Detailed Information

Author:	Unknown
Publication Year:	2010
Pages:	21
Language:	English
File Size:	0.07
Format:	PDF
Price:	FREE

Download Free PDF

Safe & Secure Download - No registration required

Why Choose PDFdrive for Your Free ARMA Autocorrelation Functions • For a moving average process Download?

100% Free: No hidden fees or subscriptions required for one book every day.
No Registration: Immediate access is available without creating accounts for one book every day.
Safe and Secure: Clean downloads without malware or viruses
Multiple Formats: PDF, MOBI, Mpub,... optimized for all devices
Educational Resource: Supporting knowledge sharing and learning

Frequently Asked Questions

Is it really free to download ARMA Autocorrelation Functions • For a moving average process PDF?

Yes, on https://PDFdrive.to you can download ARMA Autocorrelation Functions • For a moving average process by completely free. We don't require any payment, subscription, or registration to access this PDF file. For 3 books every day.

How can I read ARMA Autocorrelation Functions • For a moving average process on my mobile device?

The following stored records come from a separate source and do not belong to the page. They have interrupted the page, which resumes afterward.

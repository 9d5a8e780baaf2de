use std::sync::Arc;
use std::time::Duration;

use anyhow::Context;
use async_nats::jetstream::{self, AckKind, consumer, stream};
use futures::StreamExt;

use crate::repository::postgres::{
    PostgresActivityRepository, PostgresFollowRepository, PostgresNotificationRepository,
};
use crate::usecase::contracts::{ActivityRepository, FollowRepository, NotificationRepository};
use crate::usecase::fanout::{FanoutEngine, FanoutReport};
use crate::usecase::fanout_tasks::{FANOUT_CONSUMER, FANOUT_STREAM, FANOUT_SUBJECT, FanoutTask};

const MAX_DELIVER: i64 = 5;

#[derive(Debug, PartialEq, Eq)]
pub enum TaskResult {
    Done(FanoutReport),
    /// Activity was purged before the task ran.
    Skipped,
    /// Some pages failed; the message stays un-acked for redelivery.
    Retry(FanoutReport),
}

pub async fn ensure_stream(jetstream: &jetstream::Context) -> anyhow::Result<stream::Stream> {
    jetstream
        .get_or_create_stream(stream::Config {
            name: FANOUT_STREAM.to_string(),
            subjects: vec![FANOUT_SUBJECT.to_string()],
            retention: stream::RetentionPolicy::WorkQueue,
            ..Default::default()
        })
        .await
        .with_context(|| format!("failed to create {FANOUT_STREAM} stream"))
}

/// Loads the activity and delivers it. Redelivered tasks are safe to rerun:
/// notifications that already exist are skipped.
#[tracing::instrument(skip(activities, engine), fields(activity_id = %task.activity_id))]
pub async fn handle_task<A, F, N>(
    activities: &A,
    engine: &FanoutEngine<F, N>,
    task: &FanoutTask,
) -> anyhow::Result<TaskResult>
where
    A: ActivityRepository,
    F: FollowRepository,
    N: NotificationRepository,
{
    let Some(activity) = activities
        .find_by_id(task.activity_id)
        .await
        .context("failed to load activity")?
    else {
        tracing::info!("activity no longer exists, skipping fan-out");
        return Ok(TaskResult::Skipped);
    };

    let report = engine.deliver(&activity, task.owner_id).await;
    if report.is_complete() {
        Ok(TaskResult::Done(report))
    } else {
        Ok(TaskResult::Retry(report))
    }
}

pub async fn run(
    jetstream: jetstream::Context,
    activities: PostgresActivityRepository,
    engine: Arc<FanoutEngine<PostgresFollowRepository, PostgresNotificationRepository>>,
) -> anyhow::Result<()> {
    let stream = ensure_stream(&jetstream).await?;
    let consumer = stream
        .get_or_create_consumer(
            FANOUT_CONSUMER,
            consumer::pull::Config {
                durable_name: Some(FANOUT_CONSUMER.to_string()),
                ack_wait: Duration::from_secs(60),
                max_deliver: MAX_DELIVER,
                ..Default::default()
            },
        )
        .await
        .context("failed to create fan-out consumer")?;
    tracing::info!(consumer = FANOUT_CONSUMER, "fan-out worker started");

    loop {
        let mut messages = match consumer.fetch().max_messages(10).messages().await {
            Ok(messages) => messages,
            Err(e) => {
                tracing::error!(error = %e, "failed to fetch fan-out tasks");
                tokio::time::sleep(Duration::from_secs(5)).await;
                continue;
            }
        };

        while let Some(message) = messages.next().await {
            let message = match message {
                Ok(message) => message,
                Err(e) => {
                    tracing::error!(error = %e, "error receiving fan-out task");
                    continue;
                }
            };

            let task: FanoutTask = match serde_json::from_slice(&message.payload) {
                Ok(task) => task,
                Err(e) => {
                    tracing::error!(error = %e, "malformed fan-out task, terminating delivery");
                    if let Err(e) = message.ack_with(AckKind::Term).await {
                        tracing::error!(error = %e, "failed to terminate message");
                    }
                    continue;
                }
            };

            match handle_task(&activities, &engine, &task).await {
                Ok(TaskResult::Done(_)) | Ok(TaskResult::Skipped) => {
                    if let Err(e) = message.ack().await {
                        tracing::error!(error = %e, activity_id = %task.activity_id, "failed to ack fan-out task");
                    }
                }
                Ok(TaskResult::Retry(report)) => {
                    tracing::warn!(
                        activity_id = %task.activity_id,
                        failed_pages = report.failed_pages,
                        "fan-out incomplete, leaving task for redelivery"
                    );
                }
                Err(e) => {
                    tracing::error!(error = %e, activity_id = %task.activity_id, "fan-out task failed");
                }
            }
        }

        tokio::time::sleep(Duration::from_millis(100)).await;
    }
}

After downloading ARMA Autocorrelation Functions • For a moving average process PDF, you can open it with any PDF reader app on your phone or tablet. We recommend using Adobe Acrobat Reader, Apple Books, or Google Play Books for the best reading experience.

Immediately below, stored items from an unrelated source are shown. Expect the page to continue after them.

impl NotificationRepository for PostgresNotificationRepository {
    #[tracing::instrument(skip(self, notifications), fields(size = notifications.len()))]
    async fn insert_batch(&self, notifications: &[Notification]) -> Result<u64, RepositoryError> {
        if notifications.is_empty() {
            return Ok(0);
        }
        tracing::debug!("inserting notification batch");

        let ids: Vec<Uuid> = notifications.iter().map(|n| n.id).collect();
        let recipients: Vec<Uuid> = notifications.iter().map(|n| n.recipient_id).collect();
        let activities: Vec<Uuid> = notifications.iter().map(|n| n.activity_id).collect();
        let reasons: Vec<&str> = notifications.iter().map(|n| n.reason.as_str()).collect();
        let created: Vec<DateTime<Utc>> = notifications.iter().map(|n| n.created_at).collect();

        let result = sqlx::query(
            r#"
            INSERT INTO notifications (id, recipient_id, activity_id, reason, is_read, created_at)
            SELECT id, recipient_id, activity_id, reason, FALSE, created_at
            FROM UNNEST($1::uuid[], $2::uuid[], $3::uuid[], $4::text[], $5::timestamptz[])
                AS batch (id, recipient_id, activity_id, reason, created_at)
            ON CONFLICT (recipient_id, activity_id) DO NOTHING
            "#,
        )
        .bind(&ids)
        .bind(&recipients)
        .bind(&activities)
        .bind(&reasons)
        .bind(&created)
        .execute(&self.pool)
        .await
        ?;

        tracing::debug!(inserted = result.rows_affected(), "notification batch inserted");
        Ok(result.rows_affected())
    }

    #[tracing::instrument(skip(self), fields(%recipient_id, %limit))]
    async fn list_for_recipient(
        &self,
        recipient_id: Uuid,
        before: Option<Cursor>,
        unread_only: bool,
        limit: i64,
    ) -> Result<Vec<NotificationWithActivity>, RepositoryError> {
        tracing::debug!("listing notifications");

        let rows = sqlx::query_as::<_, NotificationActivityRow>(
            r#"
            SELECT n.id, n.recipient_id, n.activity_id, n.reason, n.is_read, n.read_at, n.created_at,
                   a.actor_id AS activity_actor_id,
                   a.activity_type,
                   a.target_type AS activity_target_type,
                   a.target_id AS activity_target_id,
                   a.metadata AS activity_metadata,
                   a.created_at AS activity_created_at
            FROM notifications n
            JOIN activities a ON a.id = n.activity_id
            WHERE n.recipient_id = $1
              AND ($2::timestamptz IS NULL OR (n.created_at, n.id) < ($2, $3::uuid))
              AND (NOT $4 OR NOT n.is_read)
            ORDER BY n.created_at DESC, n.id DESC
            LIMIT $5
            "#,
        )
        .bind(recipient_id)
        .bind(before.map(|c| c.created_at))
        .bind(before.map(|c| c.id))
        .bind(unread_only)
        .bind(limit)
        .fetch_all(&self.pool)
        .await
        ?;

        tracing::debug!(%recipient_id, count = rows.len(), "notifications found");
        rows.into_iter().map(NotificationWithActivity::try_from).collect()
    }

    #[tracing::instrument(skip(self), fields(%recipient_id))]
    async fn count_unread(&self, recipient_id: Uuid) -> Result<i64, RepositoryError> {
        tracing::debug!("counting unread notifications");

        let count: (i64,) = sqlx::query_as(
            r#"
            SELECT COUNT(*) FROM notifications
            WHERE recipient_id = $1 AND NOT is_read
            "#,
        )
        .bind(recipient_id)
        .fetch_one(&self.pool)
        .await
        ?;

        Ok(count.0)
    }

    #[tracing::instrument(skip(self), fields(notification_id = %id, %recipient_id))]
    async fn mark_as_read(&self, id: Uuid, recipient_id: Uuid) -> Result<(), RepositoryError> {
        tracing::debug!("marking notification as read");

        let result = sqlx::query(
            r#"
            UPDATE notifications
            SET is_read = TRUE, read_at = COALESCE(read_at, now())
            WHERE id = $1 AND recipient_id = $2
            "#,
        )
        .bind(id)
        .bind(recipient_id)
        .execute(&self.pool)
        .await
        ?;

        if result.rows_affected() == 0 {
            return Err(RepositoryError::NotFound);
        }
        Ok(())
    }

    #[tracing::instrument(skip(self), fields(%recipient_id))]
    async fn mark_all_as_read(&self, recipient_id: Uuid) -> Result<u64, RepositoryError> {
        tracing::debug!("marking all notifications as read");

        let result = sqlx::query(
            r#"
            UPDATE notifications
            SET is_read = TRUE, read_at = now()
            WHERE recipient_id = $1 AND NOT is_read
            "#,
        )
        .bind(recipient_id)
        .execute(&self.pool)
        .await
        ?;

        Ok(result.rows_affected())
    }
}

Is this the full version of ARMA Autocorrelation Functions • For a moving average process?

Yes, this is the complete PDF version of ARMA Autocorrelation Functions • For a moving average process by Unknow. You will be able to read the entire content as in the printed version without missing any pages.

Is it legal to download ARMA Autocorrelation Functions • For a moving average process PDF for free?

https://PDFdrive.to provides links to free educational resources available online. We do not store any files on our servers. Please be aware of copyright laws in your country before downloading.

The materials shared are intended for research, educational, and personal use in accordance with fair use principles.